“What’s with the face paint?”
I got the question a dozen times from the men in my church. It was a Friday evening in spring. They stood around a fire, bemused and slightly nervous as I painted black and red stripes on their cheeks and noses.
“In some cultures,” I said, “the men carve a scar in their arm for every man they kill. Some high school guys put a notch in their belt for every girl they sleep with. I’m putting a stripe on your face for every child you have.” One color for children outside the womb, a different color for pre-borns.
Their expressions were not so nervous after that.
Most cultures worldwide practice rites-of-passage and coming of age rituals. The Bar Mitzvah. The Masai lion hunt. Poy Sang Long in Burma. The Hispanic Quinceañera. The Aboriginal walkabout. Sheijin Shiki in Japan. The Amish Rumspringa. A Native American vision quest. Vanuatu land diving. Hamar cow jumping. You get the point.
In America, though, the transition from child to adult is much more ambiguous. We recognize certain “rites,” such as a first shave, getting the driver’s license, our high school graduations, fraternity hazing, our “first” drink when we turn 21. But these are practiced inconsistently, and most are either not intentional or not edifying. Neither do they set up a boy’s journey into manhood as a particularly sacred or honorable thing.
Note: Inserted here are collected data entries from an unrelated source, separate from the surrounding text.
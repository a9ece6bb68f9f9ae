use std::collections::HashMap;

use crate::{ParserOptions, component::ItemError, property::Property, types::CalDateTime};

/// A block of the document and its properties.
///
/// Property names are kept as written and are unique: a later line with the
/// same name replaces the earlier one. Values are stored raw and decoded on
/// every read.
#[derive(Debug, Clone, Default, PartialEq, Eq)]
pub struct CalendarItem {
    type_name: String,
    properties: HashMap<String, Property>,
}

impl CalendarItem {
    pub fn new(type_name: impl Into<String>) -> Self {
        Self {
            type_name: type_name.into(),
            properties: HashMap::new(),
        }
    }

    /// Name of the `BEGIN` block, as written.
    #[inline]
    pub fn type_name(&self) -> &str {
        &self.type_name
    }

    #[inline]
    pub fn properties(&self) -> &HashMap<String, Property> {
        &self.properties
    }

    pub(crate) fn push(
        &mut self,
        key: impl Into<String>,
        parameter: impl Into<String>,
        value: impl Into<String>,
    ) {
        self.properties
            .insert(key.into(), Property::new(parameter, value));
    }

    pub fn get_property(&self, key: &str) -> Result<&Property, ItemError> {
        self.properties
            .get(key)
            .ok_or_else(|| ItemError::MissingProperty(key.to_owned()))
    }

    #[inline]
    pub fn has_property(&self, key: &str) -> bool {
        self.properties.contains_key(key)
    }

    /// The unescaped text of a property.
    pub fn get_text(&self, key: &str) -> Result<String, ItemError> {
        self.get_property(key).map(Property::text)
    }

    /// The decoded date of a property, `Ok(None)` if the value is not a date.
    pub fn get_date_time(&self, key: &str) -> Result<Option<CalDateTime>, ItemError> {
        self.get_date_time_with(key, &ParserOptions::default())
    }

    pub fn get_date_time_with(
        &self,
        key: &str,
        options: &ParserOptions,
    ) -> Result<Option<CalDateTime>, ItemError> {
        self.get_property(key)
            .map(|prop| prop.date_time(options.strict_time))
    }
}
As a result of growing up in American culture, with rituals the way they are (or aren’t), I now find myself married for almost five years, two months shy of my 30th birthday, expecting my first child in just over a month, working a full-time counseling job with benefits, and holding a masters degree. And most days I still feel like a kid. Put another way, I’ve worked hard to get where I am, but I still don’t feel like I fit in with other grown-up men.
What happened to me? What is happening to boys in our nation who are expected to become “manly” men? Boys like me are raised, hopefully with a father figure, then pushed out into the world with the anomalous directive, “Be a man.” We’re not told clearly when we’ll have achieved that goal. We’re told in the most general terms what being a man is—strong, decisive, godly, head of the household, breadwinner. Then we suddenly find ourselves as fathers responsible for teaching our boys how to be men and our daughters how to be women. But we’ve barely figured it out ourselves.